RECORDS
◇ ◇ ◇ ◇
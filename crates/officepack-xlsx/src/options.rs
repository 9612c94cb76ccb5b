//! XLSX options

use chrono::{DateTime, Utc};
use zip::CompressionMethod;

/// Options for reading XLSX files
#[derive(Debug, Clone)]
pub struct XlsxReadOptions {
    /// Require `docProps/app.xml` to name a known application (default: true).
    ///
    /// When false, a container with an unknown application that still has a
    /// workbook part is read as a spreadsheet.
    pub strict_kind: bool,
}

impl Default for XlsxReadOptions {
    fn default() -> Self {
        Self { strict_kind: true }
    }
}

/// Options for writing XLSX files
#[derive(Debug, Clone)]
pub struct XlsxWriteOptions {
    /// `dc:creator` in the core properties
    pub creator: String,
    /// `cp:lastModifiedBy` in the core properties
    pub last_modified_by: String,
    /// Compression for every archive entry (default: deflate)
    pub compression: CompressionMethod,
    /// Fixed created/modified timestamp; the current time when `None`
    pub timestamp: Option<DateTime<Utc>>,
}

impl Default for XlsxWriteOptions {
    fn default() -> Self {
        Self {
            creator: "officepack".into(),
            last_modified_by: "officepack".into(),
            compression: CompressionMethod::Deflated,
            timestamp: None,
        }
    }
}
◇ ◇ ◇ ◇
TASK DESCRIPTION
Go through the material above, find each line with the string "creator", and copy it.

YOUR SOLUTION
    /// `dc:creator` in the core properties
    pub creator: String,
            creator: "officepack".into(),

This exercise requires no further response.